Fue a principios del siglo XIX, con la república recién formada. El antiguo Pueblo de Indios que se había asentado ahí desde el 10 de julio de 1656 y había recibido a los franciscanos en 1674, estrenaba el título de Villa dado el 8 de marzo de 1828. Todavía conservaba con orgullo su dignidad de pueblo originario, era antes de que les hicieran olvidar su historia y les quisieran hacer creer que eran tlaxcaltecas, para desarraigarlos.
Pero la historia es terca, guarda relatos en la memoria de los pueblos, de su gente y vuelve siempre, cuanto más la quieren enterrar, más fuerte resurge.
Habían perdido ya el tener Gobernador propio y ahora les daban un alcalde dependiente del Gobernador que estaba en Monterrey. No todos estaban a favor de eso. Algunos querían sentirse españoles o casi: ¡Ya tenemos Alcalde! Pero otros rumiaban su descontento. Aún seguían frescas, por recientes, las proezas de los indios Pedro José (padre, hijos y nietos). Continuaba intacto el orgullo de haberle ganado el pleito por sus tierras a Linares. Los viejos recordaban las hazañas.

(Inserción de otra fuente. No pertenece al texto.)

//! Deterministic simulation module
//!
//! All physics lives here. This module must be pure and deterministic:
//! - Fixed timestep only
//! - Seeded RNG only (see `crate::scenes`)
//! - Stable iteration order (by collider ID)
//! - No rendering or platform dependencies

pub mod bounds;
pub mod broad_phase;
pub mod collider;
pub mod collision;
pub mod integrate;
pub mod resolve;
pub mod shape;
pub mod world;

pub use bounds::{Aabb, Interval};
pub use broad_phase::{ContactPair, colliding_pairs};
pub use collider::{Collider, ColliderId, Size};
pub use collision::{CollisionResult, collides};
pub use integrate::{integrate, predict};
pub use resolve::{apply_impulse, resolve_impulse, settle};
pub use shape::{Axis, Shape, ShapeKind, supports_collision};
pub use world::{Advance, PhysicsWorld};
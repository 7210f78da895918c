//! collide3d demo entry point
//!
//! Runs the drop tests and prints the resulting motion statistics.
//!
//! Usage: `collide3d [settle|impulse] [seconds] [scatter-seed]`

#[cfg(not(target_arch = "wasm32"))]
use collide3d::{ContactResponse, PhysicsError, scenes};

#[cfg(not(target_arch = "wasm32"))]
const DEFAULT_DURATION: f64 = 5.0;

#[cfg(not(target_arch = "wasm32"))]
fn main() {
    env_logger::init();
    log::info!("collide3d (native) starting...");

    let mut args = std::env::args().skip(1);
    let response = args
        .next()
        .and_then(|s| ContactResponse::from_str(&s))
        .unwrap_or(ContactResponse::Settle);
    let duration = args
        .next()
        .and_then(|s| s.parse::<f64>().ok())
        .unwrap_or(DEFAULT_DURATION);
    let seed = args.next().and_then(|s| s.parse::<u64>().ok());

    if let Err(e) = run(response, duration, seed) {
        log::error!("Simulation failed: {}", e);
        std::process::exit(1);
    }
}

#[cfg(not(target_arch = "wasm32"))]
fn run(response: ContactResponse, duration: f64, seed: Option<u64>) -> Result<(), PhysicsError> {
    for mut scene in scenes::drop_tests(response)? {
        let advance = scene.world.advance_to(duration)?;
        let Some(subject) = scene.world.get(scene.subject) else {
            continue;
        };
        println!(
            "{:<18} {:>4} ticks  position {}  max speed {:.4}",
            scene.name,
            advance.ticks,
            subject.position,
            scene.world.stats().max_speed(scene.subject)
        );
    }

    if let Some(seed) = seed {
        let mut world = scenes::scatter(seed, 32, response)?;
        let advance = world.advance_to(duration)?;
        log::info!(
            "Scatter {}: {} ticks, {} contacts",
            seed,
            advance.ticks,
            world.stats().contacts
        );
        if let Some((id, speed)) = world.stats().fastest() {
            log::info!("Fastest body: {} at {:.4} m/s", id, speed);
        }
        match serde_json::to_string_pretty(world.stats()) {
            Ok(json) => println!("{json}"),
            Err(e) => log::warn!("Failed to serialize stats: {}", e),
        }
    }

    Ok(())
}

#[cfg(target_arch = "wasm32")]
fn main() {
    // The library is the wasm surface; nothing to run here
}
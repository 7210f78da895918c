//! World settings
//!
//! Persisted as JSON so a scene can be rerun with the same configuration.

use std::fs;
use std::path::Path;

use glam::Vec3;
use serde::{Deserialize, Serialize};

use crate::consts::{DEFAULT_TICK_RATE, EARTH_GRAVITY_VECTOR};
use crate::error::{PhysicsError, SettingsError};

/// How a world turns detected contacts into motion
#[derive(Debug, Clone, Copy, PartialEq, Eq, Serialize, Deserialize, Default)]
pub enum ContactResponse {
    /// Integrate everything, then resolve colliding pairs with impulses
    #[default]
    Impulse,
    /// Move bodies one at a time and park them on the surfaces they hit
    Settle,
}

impl ContactResponse {
    pub fn as_str(&self) -> &'static str {
        match self {
            ContactResponse::Impulse => "Impulse",
            ContactResponse::Settle => "Settle",
        }
    }

    pub fn from_str(s: &str) -> Option<Self> {
        match s.to_lowercase().as_str() {
            "impulse" => Some(ContactResponse::Impulse),
            "settle" | "snap" => Some(ContactResponse::Settle),
            _ => None,
        }
    }
}

/// Simulation settings for a [`crate::PhysicsWorld`]
#[derive(Debug, Clone, PartialEq, Serialize, Deserialize)]
pub struct WorldSettings {
    /// Fixed ticks per simulated second
    pub tick_rate: f32,
    /// Acceleration applied to gravity-affected colliders
    pub gravity: Vec3,
    /// Contact response used by `tick`
    #[serde(default)]
    pub response: ContactResponse,
    /// Upper bound on ticks run by a single `advance_to` (None = unbounded)
    #[serde(default)]
    pub max_ticks_per_advance: Option<u32>,
}

impl Default for WorldSettings {
    fn default() -> Self {
        Self {
            tick_rate: DEFAULT_TICK_RATE,
            gravity: EARTH_GRAVITY_VECTOR,
            response: ContactResponse::Impulse,
            max_ticks_per_advance: None,
        }
    }
}

impl WorldSettings {
    /// Default settings with the given contact response
    pub fn with_response(response: ContactResponse) -> Self {
        Self {
            response,
            ..Self::default()
        }
    }

    /// Length of one tick in seconds
    #[inline]
    pub fn delta_time(&self) -> f32 {
        1.0 / self.tick_rate
    }

    pub fn validate(&self) -> Result<(), PhysicsError> {
        if !self.tick_rate.is_finite() || self.tick_rate <= 0.0 {
            return Err(PhysicsError::InvalidTickRate(self.tick_rate));
        }
        Ok(())
    }

    pub fn from_json(json: &str) -> Result<Self, SettingsError> {
        let settings: Self = serde_json::from_str(json)?;
        settings.validate()?;
        Ok(settings)
    }

    pub fn to_json(&self) -> Result<String, SettingsError> {
        Ok(serde_json::to_string_pretty(self)?)
    }

    /// Load settings from a JSON file
    pub fn load(path: impl AsRef<Path>) -> Result<Self, SettingsError> {
        let path = path.as_ref();
        let json = fs::read_to_string(path)?;
        let settings = Self::from_json(&json)?;
        log::info!("Loaded world settings from {}", path.display());
        Ok(settings)
    }

    /// Save settings to a JSON file
    pub fn save(&self, path: impl AsRef<Path>) -> Result<(), SettingsError> {
        let path = path.as_ref();
        fs::write(path, self.to_json()?)?;
        log::info!("World settings saved to {}", path.display());
        Ok(())
    }
}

Entre el pueblo decían que los franciscanos no se había ido, que todavía quedaba uno que los protegía, como antes. Decían que por las noches lo veían dar la vuelta a la plaza, lentamente, con su hábito, sabían que no era un humano vivo porque su hábito, de rudo y pobre sayal, se deslizaba como si no tocara el suelo. Luego iba rumbo a la iglesia, y al cruzar la entrada al atrio, desaparecía.
A pesar de estar todos convencidos que era un fantasma, nadie decía tenerle miedo, aunque tampoco caminaban en la plaza avanzada la noche. Algunos curiosos se escondían a ver de lejos y confirmaban el relato, todos los que lo hacían decían sentir una gran paz al verlo.
Con el progreso llegaron las obras públicas. Al remozar la plaza, se hizo también una remodelación del atrio, que era usado antes como cementerio, y ahí, en la entrada, por donde pasaba toda la gente al ir a la iglesia, se encontró un rústico ataúd, que más que ataúd era un simple caja de madera sin adorno ni señal alguna, pero en buen estado, la madera parecía no tener mucho tiempo de estar entre la tierra.
Sacaron con respeto el pobre féretro y lo llevaron a la iglesia para ponerlo sobre una mesa. Ahí, trabajadores y curiosos, con el sacerdote al lado viendo que se tratara con dignidad a quien estuviera ahí, procedieron a quitar las dos tablas de madera que tapaban el cajón. Las expresiones de sorpresa se apoderaron de sus rostros cuando vieron un cuerpo en espléndido estado de conservación, la piel seca cubría y se pegaba a los huesos pero no de manera grotesca, sino solamente como si se estuviera viendo a un hombre muy enjuto, aún lucía sus grises patillas ensortijadas.
El cuerpo estaba vestido con un hábito franciscano, de sayal, sus manos juntas en el pecho, una sobre otra, en la cintura el ‘cíngulo’ o ‘cordón de San Francisco’, era de ixtle, y parecía como si el monje estuviera de pié por la forma en que caía sobre los pies, descalzos, que estaban llenos de tierra, al igual que la última parte del hábito, a diferencia del resto de vestuario que lucía limpísimo. Una voz que pareció conocida pero nadie identificó solo dijo: “Es el fraile que se pasea por la plaza en las noches”. Todos humildes y asombrados, se pusieron de rodillas, una voz de mujer empezó a rezar el rosario y todos la siguieron.
Velaron toda la noche al religioso en la iglesia. En pequeños grupos que entraban, rezaban y luego salían, desfiló todo el pueblo. Muchos dicen que los ancianos lloraban. Pasadas las 3 de la tarde, el sacerdote ofició una misa de difuntos, y el cajón fue enterrado nuevamente, tal como había sido hallado, pero esta vez a los pies del altar, a los pies de La Dolorosa y de San Cristóbal.
Nadie volvió a ver la fantasmal aparición.
Con el tiempo casi se olvidó la historia, a mí me la contó, siendo yo muy joven, un hombre muy anciano de Santa Rosa, hoy que ya estoy viejo, debo transmitirla, para que no se pierda.